There are multiple types of WLS. There’s gastric bypass, where they remove a large portion of the stomach and reroute part of the intestines. There’s the duodenal switch, where they remove a large part of the stomach and reroute all of the intestines. There’s the lap band, where they put a silicone band around the stomach, but there are lots of complications and most surgeons don’t do that procedure anymore. Then there’s the vertical sleeve gastrectomy (VSG), where they remove part of the stomach. The VSG has been done for decades as the first step in the duodenal switch procedure, and when doctors realized how effective it is on its own, people started getting the VSG alone about 5ish years ago. Now the VSG is one of the most popular procedures. I like it because it isn’t malabsorptive – they don’t touch your intestines. Bypass and the switch rely in part on reduced stomach size meaning reduced portion and less hunger hormone, but they also rely on food moving through the stomach and digestive process more quickly so that not all of it is absorbed, thus meaning less intake and more weight loss. That makes me nervous, and I don’t want to do that. The VSG is all about less food and less hunger hormone, and has none of the malabsorptive part.

For me, I want to lose weight and keep it off. I want kids, and I want to be able to get pregnant, have a healthy pregnancy, and be active with my children – being a lower weight helps with all of those things. I want to be healthy and not progress down the family history diseased path. I want my knee to have less weight on it so I can reduce arthritis risk.

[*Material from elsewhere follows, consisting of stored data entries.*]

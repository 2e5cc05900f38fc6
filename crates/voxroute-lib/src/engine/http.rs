//! Engine backed by an OpenAI-compatible speech server
//! (`POST /v1/audio/speech`), e.g. Kokoro-FastAPI or a Coqui server shim.
//!
//! Loading checks reachability, then runs one warm-up request for the model.

use std::path::Path;
use std::sync::Arc;
use std::time::Duration;

use async_trait::async_trait;
use serde::Serialize;
use tracing::debug;

use voxroute_core::LanguageKey;
use voxroute_core::types::{AUDIO_FORMAT, Device};
use voxroute_core::wav::fix_wav_sizes;

use super::{EngineError, EngineFactory, SpeechEngine, warm_up};

const REACHABILITY_TIMEOUT: Duration = Duration::from_secs(5);

pub struct HttpEngineFactory {
    base_url: String,
    voice: Option<String>,
    concurrency_safe: bool,
    warmup_language: Option<LanguageKey>,
    client: reqwest::Client,
}

impl HttpEngineFactory {
    pub fn new(base_url: String, voice: Option<String>, concurrency_safe: bool) -> Self {
        Self {
            base_url: base_url.trim_end_matches('/').to_string(),
            voice,
            concurrency_safe,
            warmup_language: None,
            client: reqwest::Client::new(),
        }
    }

    /// Language sent with the load-time warm-up request.
    pub fn with_warmup_language(mut self, language: Option<LanguageKey>) -> Self {
        self.warmup_language = language;
        self
    }
}

#[async_trait]
impl EngineFactory for HttpEngineFactory {
    async fn load(
        &self,
        model_id: &str,
        device: Device,
    ) -> Result<Arc<dyn SpeechEngine>, EngineError> {
        // Any response means the server is up; model errors surface per request.
        self.client
            .get(format!("{}/", self.base_url))
            .timeout(REACHABILITY_TIMEOUT)
            .send()
            .await
            .map_err(|e| EngineError::Unavailable(format!("{} unreachable: {e}", self.base_url)))?;

        debug!(url = %self.base_url, model_id, %device, "speech server reachable");

        let engine = HttpEngine {
            url: format!("{}/v1/audio/speech", self.base_url),
            model_id: model_id.to_string(),
            voice: self.voice.clone(),
            concurrency_safe: self.concurrency_safe,
            client: self.client.clone(),
        };
        warm_up(&engine, self.warmup_language.as_ref()).await?;
        Ok(Arc::new(engine))
    }
}

pub struct HttpEngine {
    url: String,
    model_id: String,
    voice: Option<String>,
    concurrency_safe: bool,
    client: reqwest::Client,
}

#[derive(Serialize)]
struct SpeechBody<'a> {
    input: &'a str,
    model: &'a str,
    response_format: &'static str,
    #[serde(skip_serializing_if = "Option::is_none")]
    voice: Option<&'a str>,
    #[serde(skip_serializing_if = "Option::is_none")]
    language: Option<&'a str>,
}

#[async_trait]
impl SpeechEngine for HttpEngine {
    fn model_id(&self) -> &str {
        &self.model_id
    }

    fn concurrency_safe(&self) -> bool {
        self.concurrency_safe
    }

    async fn synthesize_to(
        &self,
        text: &str,
        language: Option<&LanguageKey>,
        out: &Path,
    ) -> Result<(), EngineError> {
        let body = SpeechBody {
            input: text,
            model: &self.model_id,
            response_format: AUDIO_FORMAT,
            voice: self.voice.as_deref(),
            language: language.map(LanguageKey::as_str),
        };

        debug!(url = %self.url, chars = text.len(), "POST speech");
        let resp = self.client.post(&self.url).json(&body).send().await?;

        let status = resp.status();
        if !status.is_success() {
            let detail = resp.text().await.unwrap_or_default();
            return Err(EngineError::Failed(format!("speech server returned {status}: {detail}")));
        }

        let wav = fix_wav_sizes(resp.bytes().await?.to_vec());
        tokio::fs::write(out, wav).await?;
        Ok(())
    }
}
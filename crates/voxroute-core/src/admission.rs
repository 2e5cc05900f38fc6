//! Advisory concurrency recommendation for the hosting scheduler.
//!
//! The value is static per device and cost class. The worker itself never
//! throttles on it; whoever schedules jobs onto this worker does.

use serde::Serialize;

use crate::types::{CostClass, Device};

/// Cheap single-language models on an accelerator.
pub const ACCELERATED_LIGHT_CONCURRENCY: usize = 10;
/// Multilingual or autoregressive models on an accelerator.
pub const ACCELERATED_HEAVY_CONCURRENCY: usize = 2;
/// Anything running without acceleration is effectively serial.
pub const GENERAL_CONCURRENCY: usize = 1;

/// Static admission policy derived from worker configuration.
#[derive(Debug, Clone, Copy, PartialEq, Eq, Serialize)]
pub struct AdmissionPolicy {
    pub device: Device,
    pub cost: CostClass,
    /// Operator override; takes precedence over the table, floored at 1.
    pub max_concurrency: Option<usize>,
}

impl AdmissionPolicy {
    pub fn new(device: Device, cost: CostClass) -> Self {
        Self {
            device,
            cost,
            max_concurrency: None,
        }
    }

    pub fn with_override(mut self, max_concurrency: Option<usize>) -> Self {
        self.max_concurrency = max_concurrency;
        self
    }

    /// How many jobs this worker should be handed at once.
    ///
    /// `current` is the scheduler's present setting. It is accepted so the
    /// hook signature matches what schedulers poll, and ignored.
    pub fn recommend_concurrency(&self, current: usize) -> usize {
        let _ = current;
        if let Some(n) = self.max_concurrency {
            return n.max(1);
        }
        match (self.device, self.cost) {
            (Device::Accelerated, CostClass::Light) => ACCELERATED_LIGHT_CONCURRENCY,
            (Device::Accelerated, CostClass::Heavy) => ACCELERATED_HEAVY_CONCURRENCY,
            (Device::General, _) => GENERAL_CONCURRENCY,
        }
    }
}

/// Body of the admission hook response.
#[derive(Debug, Clone, Copy, PartialEq, Eq, Serialize)]
pub struct ConcurrencyAdvice {
    pub current: usize,
    pub recommended: usize,
}
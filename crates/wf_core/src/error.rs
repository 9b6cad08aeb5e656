use thiserror::Error;

#[derive(Error, Debug)]
pub enum Error {
    #[error("IO error: {0}")]
    Io(#[from] std::io::Error),

    #[error("Serialization error: {0}")]
    Serialization(#[from] serde_json::Error),

    #[error("Storage error: {0}")]
    Storage(String),

    #[error("Storage quota exceeded: need {needed} bytes, quota is {quota}")]
    QuotaExceeded { needed: usize, quota: usize },

    #[error("Provider error: {0}")]
    Provider(String),

    #[error("HTTP error: {0}")]
    Http(#[from] reqwest::Error),

    #[error("Invalid configuration: {0}")]
    InvalidConfig(String),

    #[error("Not found: {0}")]
    NotFound(String),

    #[error("External error: {0}")]
    External(#[from] anyhow::Error),
}

pub type Result<T> = std::result::Result<T, Error>;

Yes, appearance, more clothing options, etc. are nice side bonuses. I’ll be able to physically get in more sexual positions. More clothing stores will be available to me and those stores will cost less. I’ll never have to worry about fitting into chairs or seat belts or not being able to do something because of a weight requirement. As sociological studies show, I’ll be treated better by strangers and likely be respected more at work.

So this is my decision. It means post-op, I’ll be able to eat very little food at any given meal. I’ll have to focus on protein first to make sure I stay healthy. I won’t be able to eat much sugar without getting sick. I won’t be able to have carbonated drinks, alcohol will hit me super hard, and drinking and eating at the same time is very much not recommended. I’ll have to force myself to have a bunch of gross protein shakes and vitamins daily. But, I get all the aforementioned benefits, so totally worth it in my mind.

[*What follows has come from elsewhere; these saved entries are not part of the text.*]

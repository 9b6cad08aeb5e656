use rusqlite::{params, Connection, OptionalExtension};
use std::path::{Path, PathBuf};
use std::sync::{Mutex, MutexGuard};
use tracing::debug;
use wf_core::{Error, KeyValueStore, Result};

pub const DEFAULT_FILE_NAME: &str = "wikifeed.db";
pub const DEFAULT_QUOTA: usize = 5 * 1024 * 1024;

const MIGRATIONS: &[&str] = &[
    r#"
    CREATE TABLE IF NOT EXISTS kv (
        key TEXT PRIMARY KEY,
        value TEXT NOT NULL
    )
    "#,
];

// Sizes are byte lengths, so they agree with `str::len` on the Rust side.
const USED_BYTES: &str =
    "SELECT COALESCE(SUM(length(CAST(key AS BLOB)) + length(CAST(value AS BLOB))), 0) FROM kv";
const ENTRY_BYTES: &str =
    "SELECT length(CAST(key AS BLOB)) + length(CAST(value AS BLOB)) FROM kv WHERE key = ?1";

/// Key-value store backed by a single SQLite table.
pub struct SqliteStore {
    conn: Mutex<Connection>,
    db_path: PathBuf,
    quota: usize,
}

fn db_error(context: &str, e: rusqlite::Error) -> Error {
    Error::Storage(format!("{}: {}", context, e))
}

impl SqliteStore {
    pub fn open(dir: &Path) -> Result<Self> {
        Self::open_with_quota(dir, DEFAULT_QUOTA)
    }

    pub fn open_with_quota(dir: &Path, quota: usize) -> Result<Self> {
        std::fs::create_dir_all(dir)
            .map_err(|e| Error::Storage(format!("Failed to create data directory: {}", e)))?;

        let db_path = dir.join(DEFAULT_FILE_NAME);
        let conn = Connection::open(&db_path)
            .map_err(|e| db_error("Failed to open database", e))?;

        for (i, migration) in MIGRATIONS.iter().enumerate() {
            conn.execute_batch(migration)
                .map_err(|e| db_error(&format!("Failed to run migration {}", i), e))?;
        }
        debug!("Opened {}", db_path.display());

        Ok(Self {
            conn: Mutex::new(conn),
            db_path,
            quota,
        })
    }

    pub fn path(&self) -> &Path {
        &self.db_path
    }

    fn conn(&self) -> Result<MutexGuard<'_, Connection>> {
        self.conn
            .lock()
            .map_err(|_| Error::Storage("sqlite connection lock poisoned".to_string()))
    }

    fn used(conn: &Connection) -> Result<usize> {
        let total: i64 = conn
            .query_row(USED_BYTES, [], |row| row.get(0))
            .map_err(|e| db_error("Failed to measure store", e))?;
        Ok(total.max(0) as usize)
    }
}

impl KeyValueStore for SqliteStore {
    fn get(&self, key: &str) -> Result<Option<String>> {
        let conn = self.conn()?;
        conn.query_row("SELECT value FROM kv WHERE key = ?1", params![key], |row| {
            row.get::<_, String>(0)
        })
        .optional()
        .map_err(|e| db_error("Failed to read key", e))
    }

    fn set(&self, key: &str, value: &str) -> Result<()> {
        let conn = self.conn()?;

        let replaced: i64 = conn
            .query_row(ENTRY_BYTES, params![key], |row| row.get(0))
            .optional()
            .map_err(|e| db_error("Failed to measure key", e))?
            .unwrap_or(0);
        let needed = Self::used(&conn)?
            .saturating_sub(replaced.max(0) as usize)
            .saturating_add(key.len() + value.len());
        if needed > self.quota {
            return Err(Error::QuotaExceeded {
                needed,
                quota: self.quota,
            });
        }

        conn.execute(
            "INSERT OR REPLACE INTO kv (key, value) VALUES (?1, ?2)",
            params![key, value],
        )
        .map_err(|e| db_error("Failed to write key", e))?;
        Ok(())
    }

    fn remove(&self, key: &str) -> Result<()> {
        let conn = self.conn()?;
        conn.execute("DELETE FROM kv WHERE key = ?1", params![key])
            .map_err(|e| db_error("Failed to delete key", e))?;
        Ok(())
    }

    fn keys(&self) -> Result<Vec<String>> {
        let conn = self.conn()?;
        let mut stmt = conn
            .prepare("SELECT key FROM kv ORDER BY key")
            .map_err(|e| db_error("Failed to list keys", e))?;
        let keys = stmt
            .query_map([], |row| row.get::<_, String>(0))
            .and_then(|rows| rows.collect::<std::result::Result<Vec<_>, _>>())
            .map_err(|e| db_error("Failed to list keys", e))?;
        Ok(keys)
    }

    fn used_bytes(&self) -> Result<usize> {
        let conn = self.conn()?;
        Self::used(&conn)
    }
}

My pre-approval process is pretty straightforward. I’m lucky and I have good insurance. I have to see a dietician 3 times (1 for 1hr, 2 for 30min) and go to a nutrition pre-op 2 hour class. I have to do a 2hr psych consult. I have to have an endoscopy. I also have to get a letter from my primary physician, and see her and the surgeon in the weeks before surgery. Then I do a 14 day liquid diet leading up to the surgery itself, and ta-da. I’ll be in the hospital one night, then home. There’s a 4 week food phasing recovery plan – 2 weeks liquids, 2 weeks soft foods, then all foods are OK.

I haven’t figured out how much I’ll tell me office, but likely something along the lines of “stomach surgery” and not go into more detail than that. I have and still do feel that my weight and my health are my business. I will tell close friends and family because 1) it’s a surgery and that’s risky and 2) it will impact our interactions. I hate bringing it up though. I just feel like there’s so much judgement, and I’m probably or possibly projecting all that, but still. I hope people realize that it’s a big decision and not one I take lightly, and it isn’t a solve-all-your problems thing. I’ll still have to work out and eat right in order to make a long term difference. It’s a tool to help me find more success in the long run.